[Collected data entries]
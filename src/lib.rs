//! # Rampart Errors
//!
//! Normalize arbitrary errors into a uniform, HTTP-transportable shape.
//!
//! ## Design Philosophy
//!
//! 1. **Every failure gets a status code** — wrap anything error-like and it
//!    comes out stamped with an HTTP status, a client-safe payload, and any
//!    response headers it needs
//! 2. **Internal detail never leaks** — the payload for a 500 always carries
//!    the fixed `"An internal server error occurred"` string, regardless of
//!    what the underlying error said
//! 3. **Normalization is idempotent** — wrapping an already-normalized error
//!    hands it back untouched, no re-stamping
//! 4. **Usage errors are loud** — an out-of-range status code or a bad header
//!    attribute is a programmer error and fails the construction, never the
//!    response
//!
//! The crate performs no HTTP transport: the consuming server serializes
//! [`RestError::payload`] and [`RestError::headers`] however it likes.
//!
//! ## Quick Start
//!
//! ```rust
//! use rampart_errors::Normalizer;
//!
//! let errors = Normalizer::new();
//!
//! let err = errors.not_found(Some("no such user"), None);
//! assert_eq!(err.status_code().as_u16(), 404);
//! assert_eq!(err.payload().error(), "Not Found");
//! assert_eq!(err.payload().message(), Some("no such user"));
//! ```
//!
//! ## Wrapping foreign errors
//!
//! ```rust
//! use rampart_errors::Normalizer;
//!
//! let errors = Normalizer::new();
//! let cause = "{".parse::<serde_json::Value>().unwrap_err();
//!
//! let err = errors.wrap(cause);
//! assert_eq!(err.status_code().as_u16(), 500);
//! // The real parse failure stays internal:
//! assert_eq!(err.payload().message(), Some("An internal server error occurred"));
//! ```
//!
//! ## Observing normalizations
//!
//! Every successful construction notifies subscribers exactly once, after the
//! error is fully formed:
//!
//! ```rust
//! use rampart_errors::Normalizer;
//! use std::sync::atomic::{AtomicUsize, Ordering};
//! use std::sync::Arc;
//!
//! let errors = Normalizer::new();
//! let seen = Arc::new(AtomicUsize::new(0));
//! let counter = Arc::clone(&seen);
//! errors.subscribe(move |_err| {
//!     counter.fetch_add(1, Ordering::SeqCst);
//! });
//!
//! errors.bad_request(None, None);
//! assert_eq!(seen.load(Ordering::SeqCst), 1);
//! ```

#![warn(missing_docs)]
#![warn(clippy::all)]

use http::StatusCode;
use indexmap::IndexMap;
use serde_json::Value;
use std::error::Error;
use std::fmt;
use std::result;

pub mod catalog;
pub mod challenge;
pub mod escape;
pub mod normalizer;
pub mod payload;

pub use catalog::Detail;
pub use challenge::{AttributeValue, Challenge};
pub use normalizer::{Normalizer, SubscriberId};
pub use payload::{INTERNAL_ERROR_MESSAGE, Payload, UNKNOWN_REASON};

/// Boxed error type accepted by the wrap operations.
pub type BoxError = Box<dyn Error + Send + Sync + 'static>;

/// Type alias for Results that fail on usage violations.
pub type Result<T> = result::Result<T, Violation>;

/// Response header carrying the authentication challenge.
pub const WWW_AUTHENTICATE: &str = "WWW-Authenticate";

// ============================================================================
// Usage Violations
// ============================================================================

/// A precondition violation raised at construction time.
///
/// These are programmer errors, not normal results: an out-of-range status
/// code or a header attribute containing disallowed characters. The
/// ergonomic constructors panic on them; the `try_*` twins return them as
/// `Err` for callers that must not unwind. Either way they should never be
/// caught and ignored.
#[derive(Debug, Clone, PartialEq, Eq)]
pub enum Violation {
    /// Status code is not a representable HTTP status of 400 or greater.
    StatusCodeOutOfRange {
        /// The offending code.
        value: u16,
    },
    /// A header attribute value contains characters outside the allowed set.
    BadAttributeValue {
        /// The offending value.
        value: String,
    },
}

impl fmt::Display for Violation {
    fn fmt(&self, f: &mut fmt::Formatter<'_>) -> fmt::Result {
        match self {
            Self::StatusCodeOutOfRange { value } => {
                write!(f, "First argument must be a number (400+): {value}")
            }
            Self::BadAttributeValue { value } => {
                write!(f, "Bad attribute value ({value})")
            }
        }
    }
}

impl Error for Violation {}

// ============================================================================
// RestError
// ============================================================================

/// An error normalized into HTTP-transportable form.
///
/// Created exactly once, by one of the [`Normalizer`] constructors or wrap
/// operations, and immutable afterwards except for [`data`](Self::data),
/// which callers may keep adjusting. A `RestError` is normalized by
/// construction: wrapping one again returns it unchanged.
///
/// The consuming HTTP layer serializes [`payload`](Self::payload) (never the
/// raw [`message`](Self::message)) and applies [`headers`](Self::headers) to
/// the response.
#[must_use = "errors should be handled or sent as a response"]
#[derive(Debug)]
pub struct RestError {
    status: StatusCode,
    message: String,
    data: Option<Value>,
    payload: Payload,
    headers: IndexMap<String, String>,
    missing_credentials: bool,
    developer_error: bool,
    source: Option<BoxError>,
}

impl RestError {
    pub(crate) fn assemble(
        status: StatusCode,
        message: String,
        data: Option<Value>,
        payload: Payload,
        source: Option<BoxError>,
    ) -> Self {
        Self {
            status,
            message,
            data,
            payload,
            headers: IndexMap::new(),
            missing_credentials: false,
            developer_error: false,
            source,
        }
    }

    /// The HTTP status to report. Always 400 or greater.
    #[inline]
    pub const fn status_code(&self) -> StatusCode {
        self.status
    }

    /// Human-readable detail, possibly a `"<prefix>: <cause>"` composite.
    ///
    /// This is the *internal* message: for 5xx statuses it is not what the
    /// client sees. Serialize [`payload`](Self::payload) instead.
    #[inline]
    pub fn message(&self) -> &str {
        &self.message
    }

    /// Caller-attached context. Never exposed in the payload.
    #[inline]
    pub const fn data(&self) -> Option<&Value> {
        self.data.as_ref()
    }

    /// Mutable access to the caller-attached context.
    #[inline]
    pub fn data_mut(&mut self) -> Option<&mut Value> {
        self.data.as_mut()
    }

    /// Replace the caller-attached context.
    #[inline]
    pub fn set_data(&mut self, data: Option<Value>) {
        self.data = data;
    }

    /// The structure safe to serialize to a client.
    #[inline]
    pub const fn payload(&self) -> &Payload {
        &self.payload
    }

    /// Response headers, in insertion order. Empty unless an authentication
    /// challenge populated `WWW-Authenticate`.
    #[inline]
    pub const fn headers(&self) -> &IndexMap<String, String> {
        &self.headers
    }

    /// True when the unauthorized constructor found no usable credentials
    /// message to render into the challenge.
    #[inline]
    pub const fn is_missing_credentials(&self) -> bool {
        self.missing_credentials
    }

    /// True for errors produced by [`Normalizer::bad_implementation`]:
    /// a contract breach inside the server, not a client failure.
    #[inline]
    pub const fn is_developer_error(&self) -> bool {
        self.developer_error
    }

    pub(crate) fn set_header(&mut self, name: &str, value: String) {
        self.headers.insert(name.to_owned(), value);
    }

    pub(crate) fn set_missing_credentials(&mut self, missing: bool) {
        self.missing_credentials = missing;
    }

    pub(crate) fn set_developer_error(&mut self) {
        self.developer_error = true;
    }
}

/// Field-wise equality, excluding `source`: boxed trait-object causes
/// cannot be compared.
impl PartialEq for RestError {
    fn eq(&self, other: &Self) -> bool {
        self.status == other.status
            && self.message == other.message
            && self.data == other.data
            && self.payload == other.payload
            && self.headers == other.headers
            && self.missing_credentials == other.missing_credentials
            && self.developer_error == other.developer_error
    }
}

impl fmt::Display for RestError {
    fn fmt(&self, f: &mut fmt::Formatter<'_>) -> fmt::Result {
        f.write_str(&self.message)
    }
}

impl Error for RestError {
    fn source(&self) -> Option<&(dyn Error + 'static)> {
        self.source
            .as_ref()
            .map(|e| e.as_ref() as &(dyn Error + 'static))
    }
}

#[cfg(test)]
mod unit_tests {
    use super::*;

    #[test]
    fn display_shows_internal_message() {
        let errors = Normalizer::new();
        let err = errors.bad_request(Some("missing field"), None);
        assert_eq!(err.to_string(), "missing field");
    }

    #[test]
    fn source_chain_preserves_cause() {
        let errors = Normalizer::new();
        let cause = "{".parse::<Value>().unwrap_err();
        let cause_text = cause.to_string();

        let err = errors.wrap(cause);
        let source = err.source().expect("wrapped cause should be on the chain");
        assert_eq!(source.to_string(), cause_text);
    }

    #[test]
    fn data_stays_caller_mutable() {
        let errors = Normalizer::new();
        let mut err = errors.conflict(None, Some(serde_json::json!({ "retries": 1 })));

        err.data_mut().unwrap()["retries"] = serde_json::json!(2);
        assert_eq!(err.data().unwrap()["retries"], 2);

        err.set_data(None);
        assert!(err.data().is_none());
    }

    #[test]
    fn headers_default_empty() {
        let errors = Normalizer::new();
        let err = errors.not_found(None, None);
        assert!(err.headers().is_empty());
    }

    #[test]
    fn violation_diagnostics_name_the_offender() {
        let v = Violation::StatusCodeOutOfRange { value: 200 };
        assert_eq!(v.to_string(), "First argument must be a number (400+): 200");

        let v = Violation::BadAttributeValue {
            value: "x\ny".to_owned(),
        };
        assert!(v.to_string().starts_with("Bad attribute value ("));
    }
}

▶ _EXERCISE INSTRUCTIONS_: For every line above that holds the word "context", report the whole line.

▶ _PROBLEM SOLUTION_:
    /// Caller-attached context. Never exposed in the payload.
    /// Mutable access to the caller-attached context.
    /// Replace the caller-attached context.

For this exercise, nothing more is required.